*Required action*.
After locating "filename binboard-core/src/ports.rs" in the listing below, copy that line and each one after it exactly, ending with the line that has "the expected shape.".

*Data for the task*.
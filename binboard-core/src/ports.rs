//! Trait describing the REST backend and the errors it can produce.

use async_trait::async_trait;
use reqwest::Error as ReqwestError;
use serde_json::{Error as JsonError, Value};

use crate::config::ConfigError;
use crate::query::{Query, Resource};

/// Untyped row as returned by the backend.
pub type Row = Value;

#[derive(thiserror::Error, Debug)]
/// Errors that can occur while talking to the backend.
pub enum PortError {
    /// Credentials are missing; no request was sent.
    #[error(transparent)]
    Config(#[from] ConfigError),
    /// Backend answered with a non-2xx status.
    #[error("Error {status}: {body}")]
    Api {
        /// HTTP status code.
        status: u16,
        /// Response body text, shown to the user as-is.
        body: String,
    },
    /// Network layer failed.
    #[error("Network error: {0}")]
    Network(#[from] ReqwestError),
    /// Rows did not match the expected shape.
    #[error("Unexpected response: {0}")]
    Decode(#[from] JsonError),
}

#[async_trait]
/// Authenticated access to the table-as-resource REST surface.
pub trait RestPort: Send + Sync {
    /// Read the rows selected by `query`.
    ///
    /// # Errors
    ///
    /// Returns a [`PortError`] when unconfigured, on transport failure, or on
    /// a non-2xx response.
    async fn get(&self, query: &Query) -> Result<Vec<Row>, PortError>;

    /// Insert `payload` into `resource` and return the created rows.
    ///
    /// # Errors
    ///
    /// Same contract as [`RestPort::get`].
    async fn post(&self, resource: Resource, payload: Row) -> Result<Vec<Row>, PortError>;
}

--

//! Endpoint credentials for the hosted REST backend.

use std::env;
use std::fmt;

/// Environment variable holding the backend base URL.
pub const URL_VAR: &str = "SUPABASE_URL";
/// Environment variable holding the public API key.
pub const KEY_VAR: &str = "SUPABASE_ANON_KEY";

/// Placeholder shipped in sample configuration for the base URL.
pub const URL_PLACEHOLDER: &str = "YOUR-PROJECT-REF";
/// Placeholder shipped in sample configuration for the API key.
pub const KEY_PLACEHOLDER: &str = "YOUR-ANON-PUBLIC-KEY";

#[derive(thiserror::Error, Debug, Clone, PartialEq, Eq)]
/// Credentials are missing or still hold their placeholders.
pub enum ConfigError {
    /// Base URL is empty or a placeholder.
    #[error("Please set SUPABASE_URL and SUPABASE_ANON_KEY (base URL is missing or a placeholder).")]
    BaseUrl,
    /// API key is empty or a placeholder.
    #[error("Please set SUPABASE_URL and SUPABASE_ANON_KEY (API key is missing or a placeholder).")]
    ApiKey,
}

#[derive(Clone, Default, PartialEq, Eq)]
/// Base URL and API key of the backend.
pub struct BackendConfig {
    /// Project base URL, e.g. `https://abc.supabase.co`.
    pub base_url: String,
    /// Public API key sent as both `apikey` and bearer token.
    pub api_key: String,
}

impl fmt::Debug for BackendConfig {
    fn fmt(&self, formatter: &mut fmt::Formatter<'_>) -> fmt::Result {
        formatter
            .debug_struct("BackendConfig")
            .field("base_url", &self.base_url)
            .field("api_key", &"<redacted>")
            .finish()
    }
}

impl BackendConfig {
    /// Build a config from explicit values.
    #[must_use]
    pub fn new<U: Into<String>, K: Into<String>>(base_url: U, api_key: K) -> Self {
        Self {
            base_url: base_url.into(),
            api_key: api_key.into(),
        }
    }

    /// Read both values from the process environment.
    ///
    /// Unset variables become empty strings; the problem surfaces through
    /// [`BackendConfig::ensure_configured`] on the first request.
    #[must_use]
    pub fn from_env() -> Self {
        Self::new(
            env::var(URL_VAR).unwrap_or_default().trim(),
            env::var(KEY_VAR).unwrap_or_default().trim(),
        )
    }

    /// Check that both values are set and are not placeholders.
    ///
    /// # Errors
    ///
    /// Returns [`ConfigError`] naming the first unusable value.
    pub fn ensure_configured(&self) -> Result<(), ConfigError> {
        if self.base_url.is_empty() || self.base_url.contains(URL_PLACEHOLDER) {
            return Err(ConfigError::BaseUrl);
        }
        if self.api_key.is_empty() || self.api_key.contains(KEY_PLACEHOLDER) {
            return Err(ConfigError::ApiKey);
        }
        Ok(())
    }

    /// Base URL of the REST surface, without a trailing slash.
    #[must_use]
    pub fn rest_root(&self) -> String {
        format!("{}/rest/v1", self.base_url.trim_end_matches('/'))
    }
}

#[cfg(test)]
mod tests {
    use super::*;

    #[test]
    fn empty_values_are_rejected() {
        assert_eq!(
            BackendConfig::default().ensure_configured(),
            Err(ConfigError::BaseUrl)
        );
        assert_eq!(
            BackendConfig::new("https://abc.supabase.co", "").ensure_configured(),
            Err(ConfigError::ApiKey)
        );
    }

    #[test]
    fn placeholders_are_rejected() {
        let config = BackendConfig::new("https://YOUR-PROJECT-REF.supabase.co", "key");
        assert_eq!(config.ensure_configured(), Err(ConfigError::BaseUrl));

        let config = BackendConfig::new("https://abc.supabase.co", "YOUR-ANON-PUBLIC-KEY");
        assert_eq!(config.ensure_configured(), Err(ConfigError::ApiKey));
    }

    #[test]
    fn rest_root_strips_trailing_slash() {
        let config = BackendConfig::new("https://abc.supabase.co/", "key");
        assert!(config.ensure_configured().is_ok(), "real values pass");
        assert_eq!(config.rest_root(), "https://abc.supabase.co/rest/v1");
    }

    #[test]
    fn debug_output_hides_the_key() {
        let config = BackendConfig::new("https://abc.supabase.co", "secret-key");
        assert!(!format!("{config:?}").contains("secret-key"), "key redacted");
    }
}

*Answer below*.
filename binboard-core/src/ports.rs
//! Trait describing the REST backend and the errors it can produce.

use async_trait::async_trait;
use reqwest::Error as ReqwestError;
use serde_json::{Error as JsonError, Value};

use crate::config::ConfigError;
use crate::query::{Query, Resource};

/// Untyped row as returned by the backend.
pub type Row = Value;

#[derive(thiserror::Error, Debug)]
/// Errors that can occur while talking to the backend.
pub enum PortError {
    /// Credentials are missing; no request was sent.
    #[error(transparent)]
    Config(#[from] ConfigError),
    /// Backend answered with a non-2xx status.
    #[error("Error {status}: {body}")]
    Api {
        /// HTTP status code.
        status: u16,
        /// Response body text, shown to the user as-is.
        body: String,
    },
    /// Network layer failed.
    #[error("Network error: {0}")]
    Network(#[from] ReqwestError),
    /// Rows did not match the expected shape.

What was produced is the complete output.